Here’s what Dr. Michael Barbera, a consumer psychologist and a business strategy consultant, had to say about this problem:
“An effective apology could mend an issue and enhance a relationship.
Social science researchers hypothesize there are three barriers to a transgressor’s apology:
- Potentially reduced levels of concern for the victim,
- A perception that apologizing could threaten the transgressor’s self-image, and
- A belief that apologizing could be ineffective at obtaining forgiveness.”
If you don’t overcome these barriers, there are possible direct consequences on your workplace atmosphere, such as:
- Poor relationships — If you don’t apologize for your mistake, you might damage your relationship with your coworkers, which directly affects the work environment and productivity.
- Career limitations — Not apologizing for your mistakes at work might cost you that long-awaited promotion. Managers may not recommend you for a higher position because, by neglecting apologies, you’re showing that you’re not such a great team player and that you don’t own up to your mistakes.
- Incorrect impressions — You don’t want to leave the impression of being a difficult person. If you don’t apologize for your mistake, a negative impression is a given.
It’s time to get acquainted with the anatomy of an effective apology.
6 components of an effective apology
Before we give you tips on how to apologize at work, we should consider the main components of an effective apology.
In their article, An Exploration of the Structure of Effective Apologies, Roy J. Lewicki, Beth Polin, and Robert B. Lount Jr. claimed that “the composition of an apology matters. The structure of these narratives — in other words, the consideration of both format and content — affects perceptions of the transgressor.”
Furthermore, they argue that a maximally effective apology should consist of 6 components:
- An expression of regret — Instead of insisting that ‘it’s not your fault’, show regret for your mistake.
- An explanation for why the offense occurred — Instead of an excuse, offer an explanation. Simply, explain how things went wrong.
- An acknowledgment of responsibility — Admit your responsibility, without justifying yourself, and show that you are willing to do better in the future.
- A declaration of repentance — Show your coworkers that you’re truly sorry for the mistake you’ve made.

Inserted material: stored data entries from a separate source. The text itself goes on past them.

pub mod bitboard;
pub mod board;
pub mod error;
pub mod magic;
pub mod movegen;
pub mod movelist;
pub mod perft;
pub mod types;

pub use board::Board;
pub use error::{ChessError, ChessResult, FenError};
pub use movelist::MoveList;
pub use types::{Color, Coord, Move, MoveType, PieceType, Status};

- An offer of repair — To avoid giving the wrong impression that you’re uncaring, offer to make up to your colleagues — e.g. by working longer hours or offering to fix any caused issues. That shows your coworkers that you’re willing to make amends.

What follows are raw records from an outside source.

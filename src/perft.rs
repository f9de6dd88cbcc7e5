use std::iter::Sum;
use std::ops::{Add, AddAssign};

use rayon::prelude::*;
use tracing::debug;

use crate::board::Board;
use crate::error::ChessResult;
use crate::types::Move;

/// Node counts gathered by a perft run.
#[derive(Debug, Clone, Copy, Default, PartialEq, Eq)]
pub struct PerftStats {
    /// Pseudo-legal moves produced by the generator
    pub generated: u64,
    /// Moves that survived the legality filter
    pub legal: u64,
    /// Positions reached at the requested depth
    pub leaves: u64,
}

impl PerftStats {
    pub fn leaf() -> Self {
        Self {
            leaves: 1,
            ..Self::default()
        }
    }

    /// Share of generated moves that were legal.
    pub fn accuracy(&self) -> f64 {
        if self.generated == 0 {
            return 1.0;
        }
        self.legal as f64 / self.generated as f64
    }
}

impl Add for PerftStats {
    type Output = PerftStats;

    fn add(mut self, rhs: Self) -> Self {
        self += rhs;
        self
    }
}

impl AddAssign for PerftStats {
    fn add_assign(&mut self, rhs: Self) {
        self.generated += rhs.generated;
        self.legal += rhs.legal;
        self.leaves += rhs.leaves;
    }
}

impl Sum for PerftStats {
    fn sum<I: Iterator<Item = Self>>(iter: I) -> Self {
        iter.fold(PerftStats::default(), Add::add)
    }
}

/// Legal children of a position, each with the move that leads there.
fn children(board: &Board, stats: &mut PerftStats) -> ChessResult<Vec<(Move, Board)>> {
    let mut board = *board;
    let moves = board.pseudo_legal_moves()?;
    stats.generated += moves.len() as u64;

    let mut res = Vec::with_capacity(moves.len());
    for mv in moves {
        let next = board.apply_move(&mv)?;
        if next.is_own_king_attacked() {
            continue;
        }
        stats.legal += 1;
        res.push((mv, next));
    }
    Ok(res)
}

/// Count the positions reachable in exactly `depth` plies.
pub fn perft(board: &Board, depth: u8) -> ChessResult<PerftStats> {
    if depth == 0 {
        return Ok(PerftStats::leaf());
    }

    let mut stats = PerftStats::default();
    for (_, next) in children(board, &mut stats)? {
        stats += perft(&next, depth - 1)?;
    }
    Ok(stats)
}

/// Same counts as [`perft`], with the subtrees below the first two plies spread over
/// the rayon pool.
pub fn perft_parallel(board: &Board, depth: u8) -> ChessResult<PerftStats> {
    if depth <= 2 {
        return perft(board, depth);
    }

    let mut stats = PerftStats::default();
    let mut frontier = Vec::new();
    for (_, child) in children(board, &mut stats)? {
        for (_, grandchild) in children(&child, &mut stats)? {
            frontier.push(grandchild);
        }
    }

    let below: PerftStats = frontier
        .par_iter()
        .map(|b| perft(b, depth - 2))
        .collect::<ChessResult<Vec<_>>>()?
        .into_iter()
        .sum();
    Ok(stats + below)
}

/// Leaf count below each legal root move. Depth 0 has no root moves to split on, so
/// the result is empty.
pub fn divide(board: &Board, depth: u8) -> ChessResult<Vec<(Move, u64)>> {
    if depth == 0 {
        return Ok(Vec::new());
    }
    let mut root = PerftStats::default();
    children(board, &mut root)?
        .par_iter()
        .map(|(mv, next)| {
            let leaves = perft(next, depth - 1)?.leaves;
            debug!(%mv, leaves, "divide");
            Ok((*mv, leaves))
        })
        .collect()
}

/// A position with a known leaf count.
#[derive(Debug, Clone, Copy)]
pub struct PerftCase {
    pub name: &'static str,
    pub fen: &'static str,
    pub depth: u8,
    pub leaves: u64,
}

/// Positions that exercise en passant, castling, promotion and mate edge cases.
pub static PERFT_SUITE: [PerftCase; 14] = [
    PerftCase {
        name: "Illegal ep move #1",
        fen: "3k4/3p4/8/K1P4r/8/8/8/8 b - - 0 1",
        depth: 6,
        leaves: 1_134_888,
    },
    PerftCase {
        name: "Illegal ep move #2",
        fen: "8/8/4k3/8/2p5/8/B2P2K1/8 w - - 0 1",
        depth: 6,
        leaves: 1_015_133,
    },
    PerftCase {
        name: "EP Capture Checks Opponent",
        fen: "8/8/1k6/2b5/2pP4/8/5K2/8 b - d3 0 1",
        depth: 6,
        leaves: 1_440_467,
    },
    PerftCase {
        name: "Short Castling Gives Check",
        fen: "5k2/8/8/8/8/8/8/4K2R w K - 0 1",
        depth: 6,
        leaves: 661_072,
    },
    PerftCase {
        name: "Long Castling Gives Check",
        fen: "3k4/8/8/8/8/8/8/R3K3 w Q - 0 1",
        depth: 6,
        leaves: 803_711,
    },
    PerftCase {
        name: "Castle Rights",
        fen: "r3k2r/1b4bq/8/8/8/8/7B/R3K2R w KQkq - 0 1",
        depth: 4,
        leaves: 1_274_206,
    },
    PerftCase {
        name: "Castling Prevented",
        fen: "r3k2r/8/3Q4/8/8/5q2/8/R3K2R b KQkq - 0 1",
        depth: 4,
        leaves: 1_720_476,
    },
    PerftCase {
        name: "Promote out of Check",
        fen: "2K2r2/4P3/8/8/8/8/8/3k4 w - - 0 1",
        depth: 6,
        leaves: 3_821_001,
    },
    PerftCase {
        name: "Discovered Check",
        fen: "8/8/1P2K3/8/2n5/1q6/8/5k2 b - - 0 1",
        depth: 5,
        leaves: 1_004_658,
    },
    PerftCase {
        name: "Promote to give check",
        fen: "4k3/1P6/8/8/8/8/K7/8 w - - 0 1",
        depth: 6,
        leaves: 217_342,
    },
    PerftCase {
        name: "Under Promote to give check",
        fen: "8/P1k5/K7/8/8/8/8/8 w - - 0 1",
        depth: 6,
        leaves: 92_683,
    },
    PerftCase {
        name: "Self Stalemate",
        fen: "K1k5/8/P7/8/8/8/8/8 w - - 0 1",
        depth: 6,
        leaves: 2_217,
    },
    PerftCase {
        name: "Stalemate & Checkmate",
        fen: "8/k1P5/8/1K6/8/8/8/8 w - - 0 1",
        depth: 7,
        leaves: 567_584,
    },
    PerftCase {
        name: "Stalemate & Checkmate",
        fen: "8/8/2k5/5q2/5n2/8/5K2/8 b - - 0 1",
        depth: 4,
        leaves: 23_527,
    },
];

/// Perft from starting position
///
/// https://www.chessprogramming.org/Perft_Results
///
/// | Depth | Nodes       |
/// | ----- | ----------- |
/// | 1     | 20          |
/// | 2     | 400         |
/// | 3     | 8,902       |
/// | 4     | 197,281     |
/// | 5     | 4,865,609   |
/// | 6     | 119,060,324 |
pub fn start_position_leaves(depth: u8) -> Option<u64> {
    match depth {
        0 => Some(1),
        1 => Some(20),
        2 => Some(400),
        3 => Some(8902),
        4 => Some(197_281),
        5 => Some(4_865_609),
        6 => Some(119_060_324),
        _ => None,
    }
}

#[cfg(test)]
mod tests {
    use super::*;
    use pretty_assertions::assert_eq;

    const MAX_DEPTH: u8 = 4;

    #[test]
    fn perft_start() {
        let board = Board::new();
        for depth in 0..=MAX_DEPTH {
            let stats = perft(&board, depth).unwrap();
            assert_eq!(Some(stats.leaves), start_position_leaves(depth), "depth {}", depth);
        }
    }

    #[test]
    fn perft_counts_generated_and_legal() {
        let stats = perft(&Board::new(), 1).unwrap();
        assert_eq!(
            stats,
            PerftStats {
                generated: 20,
                legal: 20,
                leaves: 20
            }
        );
        assert_eq!(stats.accuracy(), 1.0);

        // the pinned knight has pseudo-legal moves that are all rejected
        let board = Board::from_fen("4k3/4r3/8/8/8/8/4N3/4K3 w - - 0 1").unwrap();
        let stats = perft(&board, 1).unwrap();
        assert!(stats.generated > stats.legal);
        assert!(stats.accuracy() < 1.0);
    }

    #[test]
    fn perft_parallel_matches_sequential() {
        let board = Board::from_fen(
            "r3k2r/p1ppqpb1/bn2pnp1/3PN3/1p2P3/2N2Q1p/PPPBBPPP/R3K2R w KQkq - 0 1",
        )
        .unwrap();
        let sequential = perft(&board, 3).unwrap();
        let parallel = perft_parallel(&board, 3).unwrap();
        assert_eq!(sequential, parallel);
        assert_eq!(parallel.leaves, 97_862);
    }

    /// "position 5" from https://www.chessprogramming.org/Perft_Results
    ///
    /// Depth | Nodes
    /// ----- | -----
    /// 1     | 44
    /// 2     | 1,486
    /// 3     | 62,379
    #[test]
    fn perft_pos_5() {
        let board =
            Board::from_fen("rnbq1k1r/pp1Pbppp/2p5/8/2B5/8/PPP1NnPP/RNBQK2R w KQ - 1 8").unwrap();
        let expected = [1, 44, 1_486, 62_379];
        for (depth, &leaves) in expected.iter().enumerate() {
            assert_eq!(perft(&board, depth as u8).unwrap().leaves, leaves, "depth {}", depth);
        }
    }

    #[test]
    fn divide_sums_to_perft() {
        let board = Board::new();
        let split = divide(&board, 3).unwrap();
        assert_eq!(split.len(), 20);
        assert_eq!(split.iter().map(|(_, n)| n).sum::<u64>(), 8902);
        let e2e4 = split.iter().find(|(mv, _)| mv.to_uci() == "e2e4").unwrap();
        assert_eq!(e2e4.1, 600);

        let split = divide(&board, 1).unwrap();
        assert_eq!(split.len(), 20);
        assert!(split.iter().all(|&(_, n)| n == 1));
    }

    #[test]
    fn divide_at_depth_zero_is_empty() {
        assert_eq!(divide(&Board::new(), 0).unwrap(), Vec::new());
    }

    #[test]
    fn suite_fens_parse() {
        for case in PERFT_SUITE {
            assert!(Board::from_fen(case.fen).is_ok(), "{}", case.name);
        }
    }
}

- A request for forgiveness — We’re not saying you should beg for forgiveness, but rather ask for an opportunity to show everyone that you can change your ways.
Now that we’re familiar with the structure of an effective apology, it’s time for some more specific tips that will help you in your workplace communication.
How to apologize at work
An effective apology at work goes a long way and contributes to healthy workplace culture, to which we all strive.
We’ve already analyzed the main components of an effective apology.
Now, all that’s left for us to do is give you some specific tips on how to make your apology even more effective.
Apologize soon after the incident
In 1992, the Vatican officially apologized to Galileo. Moreover, the pope agreed that the Earth revolves around the Sun.
The only minor problem with this apology is that it came more than three centuries too late.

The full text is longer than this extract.